Sanity check: print the device; you should see `cuda:0` on a GPU session.

In [7]:
# ==== INIT MODEL
device = torch.device("cuda:0" if torch.cuda.is_available() else "cpu")

model = LyftModel(cfg)
model.to(device)
optimizer = optim.Adam(model.parameters(), lr=1e-3)

# Later we have to filter the invalid steps.
criterion = nn.MSELoss(reduction="none")

Downloading: "https://download.pytorch.org/models/resnet18-5c106cde.pth" to /root/.cache/torch/checkpoints/resnet18-5c106cde.pth


HBox(children=(FloatProgress(value=0.0, max=46827520.0), HTML(value='')))




In [8]:
device

device(type='cuda', index=0)

## Training
Loop outline per step:
1) Get next batch; re-create iterator on `StopIteration`.
2) **Forward**: model predicts future `(x, y)`; reshape to match targets.
3) **Loss**: MSE → multiply by `target_availabilities` → mean.
4) **Backward**: zero grad → backward → step.
5) Every `checkpoint_every_n_steps`, save a checkpoint (when not in `DEBUG`).
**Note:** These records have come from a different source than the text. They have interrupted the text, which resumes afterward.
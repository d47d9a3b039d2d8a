//! Desired-state manifest.
//!
//! ```yaml
//! cluster:
//!   cluster_name: prod
//!   cluster_version: "1.29"
//!   master_flavor_id: m1.medium
//!   master_count: 3
//!   image: ubuntu-22.04
//!   networking: calico
//!   restriction_api: false
//!   node_pool:
//!     - name: default
//!       flavor_id: m1.large
//!       node_count: 3
//!       autoscale: false
//!       max_count: 3
//! node_pools:
//!   - name: batch
//!     flavor_id: m1.xlarge
//!     node_count: 2
//!     autoscale: true
//!     max_count: 6
//! ```
//!
//! A standalone pool without `cluster` joins the manifest's cluster.

use anyhow::{Context, Result};
use ocp_core::{ClusterId, ClusterSpec, NodePoolSpec, same_name};
use serde::{Deserialize, Serialize};
use std::path::Path;

/// Resources a manifest declares.
#[derive(Debug, Clone, Default, PartialEq, Serialize, Deserialize)]
pub struct Manifest {
    /// The cluster, if the manifest manages one.
    #[serde(default)]
    pub cluster: Option<ClusterSpec>,
    /// Standalone node pools.
    #[serde(default)]
    pub node_pools: Vec<NodePoolSpec>,
}

impl Manifest {
    /// Read and validate a manifest file.
    pub fn load(path: &Path) -> Result<Self> {
        let content = std::fs::read_to_string(path)
            .with_context(|| format!("Failed to read manifest: {}", path.display()))?;
        let manifest: Self = serde_yaml::from_str(&content)
            .with_context(|| format!("Failed to parse manifest: {}", path.display()))?;
        manifest.validate()?;
        Ok(manifest)
    }

    /// Check every declared resource on its own and pool names for clashes.
    pub fn validate(&self) -> Result<()> {
        if let Some(cluster) = &self.cluster {
            cluster.validate()?;
        }
        for pool in &self.node_pools {
            pool.validate()?;
            if self.cluster.is_none() && pool.cluster.is_none() {
                anyhow::bail!(
                    "node pool '{}' has no cluster and the manifest declares none",
                    pool.name
                );
            }
        }
        for (i, pool) in self.node_pools.iter().enumerate() {
            if self.node_pools[..i]
                .iter()
                .any(|other| same_name(&other.name, &pool.name))
            {
                anyhow::bail!("node pool '{}' is declared twice", pool.name);
            }
        }
        Ok(())
    }

    /// Standalone pools with a missing `cluster` pointed at `cluster`.
    pub fn resolved_node_pools(&self, cluster: Option<&ClusterId>) -> Result<Vec<NodePoolSpec>> {
        self.node_pools
            .iter()
            .map(|pool| {
                let mut pool = pool.clone();
                if pool.cluster.is_none() {
                    let id = cluster.with_context(|| {
                        format!("node pool '{}' needs a cluster that does not exist yet", pool.name)
                    })?;
                    pool.cluster = Some(id.clone());
                }
                Ok(pool)
            })
            .collect()
    }
}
Progress bar shows current loss and a short moving average for stability.

In [9]:
# === TRAINING LENGTH & CHECKPOINTS
DEBUG = False  # enable saving

# choose training length (pick ONE value)
cfg['train_params']['max_num_steps'] = 25000      # solid baseline run

# how often to checkpoint during training
cfg['train_params']['checkpoint_every_n_steps'] = 1000

print("DEBUG:", DEBUG,
      "| max_num_steps:", cfg['train_params']['max_num_steps'],
      "| ckpt_every:", cfg['train_params']['checkpoint_every_n_steps'])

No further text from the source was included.